Peleg is on The Government Companies Authority list of Directors Team.
He was a Member of the Board of Directors of Clalit Health Services. member of the Board of Trustees of The Academic College of Tel Aviv-Yafo.

In 2024, he published the book "Past As Prologue"- Lessons from his career as a manager.

==Academic career==
Peleg was a lecturer of Media and Politics at the Hebrew University and the Tel Aviv University. He lectures in Marketing Communications for the MBA track of the Center of Academic Studies.

He is a member of the board of trustees of the Tel Aviv-Yafo college.

==Business career==
Peleg was owner and president of two advertising and public relations offices, Maof and Etgarim.

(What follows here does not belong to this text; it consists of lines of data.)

pub mod handlers;

use axum::routing::{get, post};
use axum::Router;
use tower_http::cors::{Any, CorsLayer};

pub use handlers::ApiState;

pub fn router(state: ApiState) -> Router {
    let cors = CorsLayer::new()
        .allow_origin(Any)
        .allow_methods(Any)
        .allow_headers(Any);

    let api_routes = Router::new()
        .route("/status", get(handlers::status::handle_status))
        .route("/neighbors", get(handlers::status::handle_neighbors))
        .route("/bus/retained", get(handlers::bus::handle_retained))
        .route("/bus/recent", get(handlers::bus::handle_recent))
        .route("/bus/publish", post(handlers::bus::handle_publish))
        .route("/radio/send", post(handlers::radio::handle_send))
        .route("/advert", post(handlers::radio::handle_advert))
        .with_state(state);

    Router::new().nest("/api", api_routes).layer(cors)
}

pub async fn serve(state: ApiState, port: u16) -> anyhow::Result<()> {
    let app = router(state);
    let listener = tokio::net::TcpListener::bind(format!("127.0.0.1:{}", port)).await?;
    tracing::info!(port, "API listening on 127.0.0.1");
    axum::serve(listener, app).await?;
    Ok(())
}
//! meshgate-core — shared types, wire format, topic layout and configuration.
//! All other meshgate crates depend on this one.

pub mod config;
pub mod message;
pub mod topic;
pub mod wire;

pub use config::GatewayConfig;
pub use topic::{BridgeKind, TopicClass, TopicRouter, TopicSegments};
pub use wire::{fnv1a_32, AdvertMessage};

As Vice President of Israel's National Lottery (2000–2003) Peleg was in charge of Marketing, Advertising, Sales, Customer Service, Membership Club etc. with an advertising budget of NIS100m (US$25 million) and turnover of NIS3.2 billion (US$800million). He was awarded a prize by the Marketing and Advertising Association for a new game he introduced, "The Winning Horse."

From 2003 until 2009 Peleg was Acting Chairman and President of H&O Fashion chain, which operates 33 stores with total sale of NIS 470m (US$117million). In 2007, the chain purchased TagWoman with 25 stores.

In 2009 Peleg established Ispel Ltd., a private consulting firm for marketing and business development specializing in environment management.

On January 1, 2012, Peleg was appointed CEO of the Company for Location and Restitution of Holocaust Victims' Assets Ltd.